O fracasso em terminar o grau secundário custou caro, quando ele se inscreveu para o exame de admissão na Academia de Belas-Artes de Viena, já que o diploma era um requisito básico. Hitler (mais livre após a morte do pai, em 1903) passara a fazer visitas frequentes à capital, em que se deleitava com as paisagens da metrópole austríaca, com seus museus, a ópera, o Parlamento e a magnífica Ringstrasse. O fracasso acadêmico, que ele não contara à família ou aos amigos, foi difícil de aceitar. Muitos atribuem a perseguição aos intelectuais e seu desprezo pela intelligentsia alemã como resultado dessa rejeição.


O ano de 1907 foi marcado pela morte da mãe, em consequência de um câncer de mama. “Em meus quase 40 anos de atividade, nunca vi um jovem tão indescritivelmente triste e arrasado como o jovem Adolf Hitler”, escreveu o médico judeu que tratara Klara Hitler, doutor Eduard Bloch, em uma anotação de 1938. Não há indícios de que o tratamento médico feito por Bloch tenha sido a causa do patológico ódio antissemita de futuro Führer.

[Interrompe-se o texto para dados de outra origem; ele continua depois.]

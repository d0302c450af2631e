//! Retry classification and jittered exponential backoff.
//!
//! Epistemic foundation:
//! - K_i: 4xx client errors (other than 408/429) will fail identically on retry
//! - B_i: Timeouts and 5xx are transient and worth retrying
//! - I^B: Synchronized retries across callers form storms → ±10% jitter

use crate::models::{RetryConfig, TargetError};
use rand::Rng;
use std::collections::HashSet;
use std::time::Duration;

/// Classifies target errors and computes backoff delays.
///
/// Retries are scoped per target: exhaustion here means the router moves to
/// the next chain member, never that the whole chain is abandoned.
#[derive(Debug, Clone)]
pub struct RetryPolicy {
    initial_delay: Duration,
    multiplier: f64,
    max_delay: Duration,
    max_retries: u32,
    retryable_status_codes: HashSet<u16>,
}

impl RetryPolicy {
    /// Create a policy from configuration.
    pub fn new(config: &RetryConfig) -> Self {
        Self {
            initial_delay: Duration::from_millis(config.initial_delay_ms),
            multiplier: config.multiplier,
            max_delay: Duration::from_millis(config.max_delay_ms),
            max_retries: config.max_retries,
            retryable_status_codes: config.retryable_status_codes.iter().copied().collect(),
        }
    }

    /// Maximum retries per target (the first attempt is not a retry).
    pub fn max_retries(&self) -> u32 {
        self.max_retries
    }

    /// Whether `error` is worth retrying against the same target.
    ///
    /// An explicit invoker hint wins; then transport timeouts; then the
    /// configured status set. Everything else (400, 401, 403, 404, 409, …)
    /// is terminal for that target and causes immediate fallthrough.
    pub fn is_retryable(&self, error: &TargetError) -> bool {
        if let Some(hint) = error.retryable_hint {
            return hint;
        }
        if error.timed_out {
            return true;
        }
        error
            .status
            .is_some_and(|status| self.retryable_status_codes.contains(&status))
    }

    /// Jittered delay before retry number `attempt` (0-based).
    pub fn next_delay(&self, attempt: u32) -> Duration {
        self.delay_with_rng(attempt, &mut rand::thread_rng())
    }

    /// Deterministic variant for tests: same computation, injected rng.
    pub fn delay_with_rng<R: Rng + ?Sized>(&self, attempt: u32, rng: &mut R) -> Duration {
        let base = self.base_delay(attempt);
        if base.is_zero() {
            return base;
        }
        let factor: f64 = rng.gen_range(0.9..=1.1);
        base.mul_f64(factor)
    }

    /// Unjittered delay: `min(initial * multiplier^attempt, max)`.
    pub fn base_delay(&self, attempt: u32) -> Duration {
        // powi saturates to +inf for large exponents; min() brings it back.
        let exponent = attempt.min(i32::MAX as u32) as i32;
        let scaled = self.initial_delay.as_secs_f64() * self.multiplier.powi(exponent);
        let capped = scaled.min(self.max_delay.as_secs_f64());
        Duration::from_secs_f64(capped)
    }
}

No próprio dia do funeral, Hitler foi até o consultório dele para agradecer pelos cuidados com a mãe. Em 1938, quando o líder fez sua entrada triunfal na “cidade natal” Linz, após ter anexado a Áustria, dizem que perguntou imediatamente pela saúde do “bom e velho doutor Bloch”. Dentre todos os judeus de Linz, Hitler colocou o médico sob a proteção da Gestapo. No final de 1940, a família Bloch conseguiu emigrar em segurança para os Estados Unidos.

Há relatos de que Hitler também manteve relações cordiais com judeus nos abrigos e pensionatos vienenses em que morou entre 1908 e 1913. Viena era na época a grande metrópole europeia, centro de uma vida econômica e cultural efervescente, com uma enorme comunidade de intelectuais e artistas de vanguarda. Naquela cidade, os problemas do Estado multinacional austro-húngaro podiam ser observados como numa lente de aumento. Nenhuma outra apresentava uma taxa de imigrantes tão elevada. A reação dos habitantes locais ao “perigo” de uma “infiltração estrangeira” produzira desde o final do século 19 a criação de associações e partidos que estampavam o nacionalismo radical entre as suas bandeiras. A imigração maciça, principalmente de judeus orientais, despertou temores de uma “judaização” de Viena; o sucesso dos imigrantes judeus, bem-educados e orientados a subir na vida, despertou inveja e amargura nos habitantes nativos.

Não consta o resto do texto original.